PROBLEM STATEMENT: Your answer should consist of the lines holding "rows", copied from the material below.

--- START ---

//! Catalog Module
//!
//! Process-wide registry of keyspaces, tables, and schemas, persisted
//! inside the SYSTEM keyspace as ordinary tables.
//!
//! ## Responsibilities
//! - Keyspace/table DDL with write-through to SYSTEM.KEYSPACES / TABLES
//! - Lazy table-engine cache (one engine per table, opened on first use)
//! - Auth metadata lookups (SYSTEM.USERS / KEYSPACE_OWNERS / KEYSPACE_GRANTS)
//!
//! ## Bootstrap
//! SYSTEM's schemas are hard-coded ([`system`]) and its engines open
//! before any catalog row is read; the in-memory index is then rebuilt by
//! scanning SYSTEM.KEYSPACES and SYSTEM.TABLES. On first boot the SYSTEM
//! keyspace describes itself with seed rows.

pub mod schema;
pub mod system;

use std::collections::{BTreeMap, HashMap};
use std::fs;
use std::path::{Path, PathBuf};
use std::sync::Arc;
use std::time::{SystemTime, UNIX_EPOCH};

use parking_lot::{Mutex, RwLock};
use tracing::{debug, info, warn};

use crate::config::EngineConfig;
use crate::engine::TableEngine;
use crate::error::{LodeError, Result};
use crate::value::{Row, Value};
use schema::Schema;
use system::{
    grant_key, row_str, system_tables, user_from_row, UserRecord, KEYSPACES_TABLE,
    KEYSPACE_GRANTS_TABLE, KEYSPACE_OWNERS_TABLE, SYSTEM_KEYSPACE, TABLES_TABLE, USERS_TABLE,
};

/// Keyspace/table registry with lazy engine cache
pub struct Catalog {
    data_dir: PathBuf,
    engine_cfg: EngineConfig,

    /// keyspace → table → schema; DDL holds the write lock, reads the
    /// shared lock. Never held across engine I/O.
    inner: RwLock<BTreeMap<String, BTreeMap<String, Schema>>>,

    /// Open engines keyed `"<keyspace>.<table>"`
    engines: Mutex<HashMap<String, Arc<TableEngine>>>,
}

impl Catalog {
    /// Open the catalog, bootstrapping SYSTEM and rebuilding the index
    pub fn open(data_dir: &Path, engine_cfg: EngineConfig) -> Result<Self> {
        fs::create_dir_all(data_dir)?;

        let mut map = BTreeMap::new();
        let mut sys: BTreeMap<String, Schema> = BTreeMap::new();
        for (table, schema) in system_tables() {
            sys.insert(table.to_string(), schema);
        }
        map.insert(SYSTEM_KEYSPACE.to_string(), sys);

        let catalog = Self {
            data_dir: data_dir.to_path_buf(),
            engine_cfg,
            inner: RwLock::new(map),
            engines: Mutex::new(HashMap::new()),
        };

        catalog.seed_system()?;
        catalog.load_index()?;
        Ok(catalog)
    }

    /// First-boot seed rows: SYSTEM describes itself
    fn seed_system(&self) -> Result<()> {
        let keyspaces = self.engine(SYSTEM_KEYSPACE, KEYSPACES_TABLE)?;
        if keyspaces.get(&str_val(SYSTEM_KEYSPACE))?.is_some() {
            return Ok(());
        }
        info!(data_dir = %self.data_dir.display(), "initializing data directory");

        let now = now_millis();
        let mut row = Row::new();
        row.insert("name".into(), str_val(SYSTEM_KEYSPACE));
        row.insert("created_at".into(), Value::Int(now));
        self.system_put(KEYSPACES_TABLE, row)?;

        for (table, schema) in system_tables() {
            let mut row = Row::new();
            row.insert("qualified".into(), str_val(&qualified(SYSTEM_KEYSPACE, table)));
            row.insert("keyspace".into(), str_val(SYSTEM_KEYSPACE));
            row.insert("table".into(), str_val(table));
            row.insert("schema_json".into(), str_val(&schema.to_json()?));
            row.insert("pk_column".into(), str_val(&schema.primary_key));
            row.insert("created_at".into(), Value::Int(now));
            self.system_put(TABLES_TABLE, row)?;
        }
        Ok(())
    }

    /// Rebuild the in-memory index by scanning SYSTEM.KEYSPACES / TABLES
    fn load_index(&self) -> Result<()> {
        let keyspaces = self.engine(SYSTEM_KEYSPACE, KEYSPACES_TABLE)?;
        for row in keyspaces.scan(false, None)? {
            let Some(name) = row_str(&row, "name") else {
                continue;
            };
            if name == SYSTEM_KEYSPACE {
                continue;
            }
            self.inner
                .write()
                .entry(name.to_string())
                .or_insert_with(BTreeMap::new);
        }

        let tables = self.engine(SYSTEM_KEYSPACE, TABLES_TABLE)?;
        for row in tables.scan(false, None)? {
            let (Some(ks), Some(table), Some(raw)) = (
                row_str(&row, "keyspace"),
                row_str(&row, "table"),
                row_str(&row, "schema_json"),
            ) else {
                continue;
            };
            if ks == SYSTEM_KEYSPACE {
                continue;
            }
            let schema = Schema::from_json(raw)?;
            let mut inner = self.inner.write();
            match inner.get_mut(ks) {
                Some(ks_map) => {
                    ks_map.insert(table.to_string(), schema);
                }
                None => {
                    warn!(keyspace = ks, table, "table row without keyspace row; skipping");
                }
            }
        }

        let inner = self.inner.read();
        debug!(keyspaces = inner.len() - 1, "catalog index loaded");
        Ok(())
    }

    // =========================================================================
    // Lookups
    // =========================================================================

    pub fn keyspace_exists(&self, keyspace: &str) -> bool {
        self.inner.read().contains_key(keyspace)
    }

    /// All keyspace names, sorted, SYSTEM included
    pub fn list_keyspaces(&self) -> Vec<String> {
        self.inner.read().keys().cloned().collect()
    }

    /// Table names of one keyspace, sorted
    pub fn list_tables(&self, keyspace: &str) -> Result<Vec<String>> {
        let inner = self.inner.read();
        let tables = inner
            .get(keyspace)
            .ok_or_else(|| LodeError::NotFound(format!("keyspace {}", keyspace)))?;
        Ok(tables.keys().cloned().collect())
    }

    pub fn table_schema(&self, keyspace: &str, table: &str) -> Result<Schema> {
        let inner = self.inner.read();
        inner
            .get(keyspace)
            .and_then(|t| t.get(table))
            .cloned()
            .ok_or_else(|| LodeError::NotFound(format!("table {}", qualified(keyspace, table))))
    }

    /// The table's engine, opened on first reference
    pub fn engine(&self, keyspace: &str, table: &str) -> Result<Arc<TableEngine>> {
        {
            let inner = self.inner.read();
            inner
                .get(keyspace)
                .and_then(|t| t.get(table))
                .ok_or_else(|| {
                    LodeError::NotFound(format!("table {}", qualified(keyspace, table)))
                })?;
        }

        let key = qualified(keyspace, table);
        let mut engines = self.engines.lock();
        if let Some(engine) = engines.get(&key) {
            return Ok(engine.clone());
        }
        let engine = Arc::new(TableEngine::open(
            self.table_dir(keyspace, table),
            self.engine_cfg,
        )?);
        engines.insert(key, engine.clone());
        Ok(engine)
    }

    /// Every currently open engine (fsync ticker and shutdown)
    pub fn open_engines(&self) -> Vec<Arc<TableEngine>> {
        self.engines.lock().values().cloned().collect()
    }

    // =========================================================================
    // DDL
    // =========================================================================

    pub fn create_keyspace(&self, name: &str, if_not_exists: bool) -> Result<()> {
        if self.keyspace_exists(name) {
            if if_not_exists {
                return Ok(());
            }
            return Err(LodeError::AlreadyExists(format!("keyspace {}", name)));
        }

        fs::create_dir_all(self.data_dir.join(name))?;
        let mut row = Row::new();
        row.insert("name".into(), str_val(name));
        row.insert("created_at".into(), Value::Int(now_millis()));
        self.system_put(KEYSPACES_TABLE, row)?;

        self.inner
            .write()
            .insert(name.to_string(), BTreeMap::new());
        info!(keyspace = name, "keyspace created");
        Ok(())
    }

    /// Drop a keyspace and everything in it: tables, engines, on-disk
    /// state, ownership and grant rows
    pub fn drop_keyspace(&self, name: &str, if_exists: bool) -> Result<()> {
        let tables = match self.inner.read().get(name) {
            Some(tables) => tables.keys().cloned().collect::<Vec<_>>(),
            None => {
                if if_exists {
                    return Ok(());
                }
                return Err(LodeError::NotFound(format!("keyspace {}", name)));
            }
        };

        for table in &tables {
            self.drop_table_storage(name, table)?;
            self.system_delete(TABLES_TABLE, str_val(&qualified(name, table)))?;
        }
        self.system_delete(KEYSPACE_OWNERS_TABLE, str_val(name))?;

        let prefix = format!("{}#", name);
        let grants = self.engine(SYSTEM_KEYSPACE, KEYSPACE_GRANTS_TABLE)?;
        for row in grants.scan(false, None)? {
            if let Some(key) = row_str(&row, "keyspace_username") {
                if key.starts_with(&prefix) {
                    grants.delete(str_val(key))?;
                }
            }
        }

        self.system_delete(KEYSPACES_TABLE, str_val(name))?;
        match fs::remove_dir_all(self.data_dir.join(name)) {
            Ok(()) => {}
            Err(e) if e.kind() == std::io::ErrorKind::NotFound => {}
            Err(e) => return Err(e.into()),
        }

        self.inner.write().remove(name);
        info!(keyspace = name, tables = tables.len(), "keyspace dropped");
        Ok(())
    }

    pub fn create_table(
        &self,
        keyspace: &str,
        table: &str,
        schema: Schema,
        if_not_exists: bool,
    ) -> Result<()> {
        {
            let inner = self.inner.read();
            let ks_map = inner
                .get(keyspace)
                .ok_or_else(|| LodeError::NotFound(format!("keyspace {}", keyspace)))?;
            if ks_map.contains_key(table) {
                if if_not_exists {
                    return Ok(());
                }
                return Err(LodeError::AlreadyExists(format!(
                    "table {}",
                    qualified(keyspace, table)
                )));
            }
        }

        fs::create_dir_all(self.table_dir(keyspace, table))?;
        let mut row = Row::new();
        row.insert("qualified".into(), str_val(&qualified(keyspace, table)));
        row.insert("keyspace".into(), str_val(keyspace));
        row.insert("table".into(), str_val(table));
        row.insert("schema_json".into(), str_val(&schema.to_json()?));
        row.insert("pk_column".into(), str_val(&schema.primary_key));
        row.insert("created_at".into(), Value::Int(now_millis()));
        self.system_put(TABLES_TABLE, row)?;

        let mut inner = self.inner.write();
        if let Some(ks_map) = inner.get_mut(keyspace) {
            ks_map.insert(table.to_string(), schema);
        }
        info!(keyspace, table, "table created");
        Ok(())
    }

    pub fn drop_table(&self, keyspace: &str, table: &str, if_exists: bool) -> Result<()> {
        {
            let inner = self.inner.read();
            let exists = inner
                .get(keyspace)
                .is_some_and(|ks_map| ks_map.contains_key(table));
            if !exists {
                if if_exists {
                    return Ok(());
                }
                return Err(LodeError::NotFound(format!(
                    "table {}",
                    qualified(keyspace, table)
                )));
            }
        }

        self.drop_table_storage(keyspace, table)?;
        self.system_delete(TABLES_TABLE, str_val(&qualified(keyspace, table)))?;

        let mut inner = self.inner.write();
        if let Some(ks_map) = inner.get_mut(keyspace) {
            ks_map.remove(table);
        }
        info!(keyspace, table, "table dropped");
        Ok(())
    }

    /// Close and delete a table's storage, whether or not its engine is open
    fn drop_table_storage(&self, keyspace: &str, table: &str) -> Result<()> {
        let engine = self.engines.lock().remove(&qualified(keyspace, table));
        match engine {
            Some(engine) => engine.destroy()?,
            None => match fs::remove_dir_all(self.table_dir(keyspace, table)) {
                Ok(()) => {}
                Err(e) if e.kind() == std::io::ErrorKind::NotFound => {}
                Err(e) => return Err(e.into()),
            },
        }
        Ok(())
    }

    // =========================================================================
    // Auth metadata
    // =========================================================================

    /// Install or overwrite the configured admin user (config wins)
    pub fn ensure_admin(&self, username: &str, password: &str) -> Result<()> {
        let mut row = Row::new();
        row.insert("username".into(), str_val(username));
        row.insert("password".into(), str_val(password));
        row.insert("level".into(), Value::Int(system::LEVEL_ADMIN));
        row.insert("enabled".into(), Value::Bool(true));
        row.insert("created_at".into(), Value::Int(now_millis()));
        self.system_put(USERS_TABLE, row)?;
        info!(username, "admin user installed from config");
        Ok(())
    }

    pub fn lookup_user(&self, username: &str) -> Result<Option<UserRecord>> {
        let users = self.engine(SYSTEM_KEYSPACE, USERS_TABLE)?;
        Ok(users
            .get(&str_val(username))?
            .as_ref()
            .and_then(user_from_row))
    }

    /// Whether a user owns or is granted the keyspace
    pub fn user_can_access(&self, keyspace: &str, username: &str) -> Result<bool> {
        let owners = self.engine(SYSTEM_KEYSPACE, KEYSPACE_OWNERS_TABLE)?;
        if let Some(row) = owners.get(&str_val(keyspace))? {
            if row_str(&row, "owner_username") == Some(username) {
                return Ok(true);
            }
        }
        let grants = self.engine(SYSTEM_KEYSPACE, KEYSPACE_GRANTS_TABLE)?;
        Ok(grants.get(&str_val(&grant_key(keyspace, username)))?.is_some())
    }

    // =========================================================================
    // Internals
    // =========================================================================

    fn system_put(&self, table: &str, row: Row) -> Result<()> {
        let schema = self.table_schema(SYSTEM_KEYSPACE, table)?;
        let pk = row
            .get(&schema.primary_key)
            .cloned()
            .ok_or_else(|| LodeError::Internal(format!("system row missing pk for {}", table)))?;
        self.engine(SYSTEM_KEYSPACE, table)?.put(pk, row)
    }

    fn system_delete(&self, table: &str, pk: Value) -> Result<()> {
        self.engine(SYSTEM_KEYSPACE, table)?.delete(pk)
    }

    fn table_dir(&self, keyspace: &str, table: &str) -> PathBuf {
        self.data_dir.join(keyspace).join(table)
    }
}

fn qualified(keyspace: &str, table: &str) -> String {
    format!("{}.{}", keyspace, table)
}

fn str_val(s: &str) -> Value {
    Value::Varchar(s.to_string())
}

/// Unix millis for `created_at` columns
pub fn now_millis() -> i64 {
    SystemTime::now()
        .duration_since(UNIX_EPOCH)
        .map(|d| d.as_millis() as i64)
        .unwrap_or(0)
}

--- END ---

TASK ANSWER:
//! keyspace describes itself with seed rows.
    /// First-boot seed rows: SYSTEM describes itself
    /// state, ownership and grant rows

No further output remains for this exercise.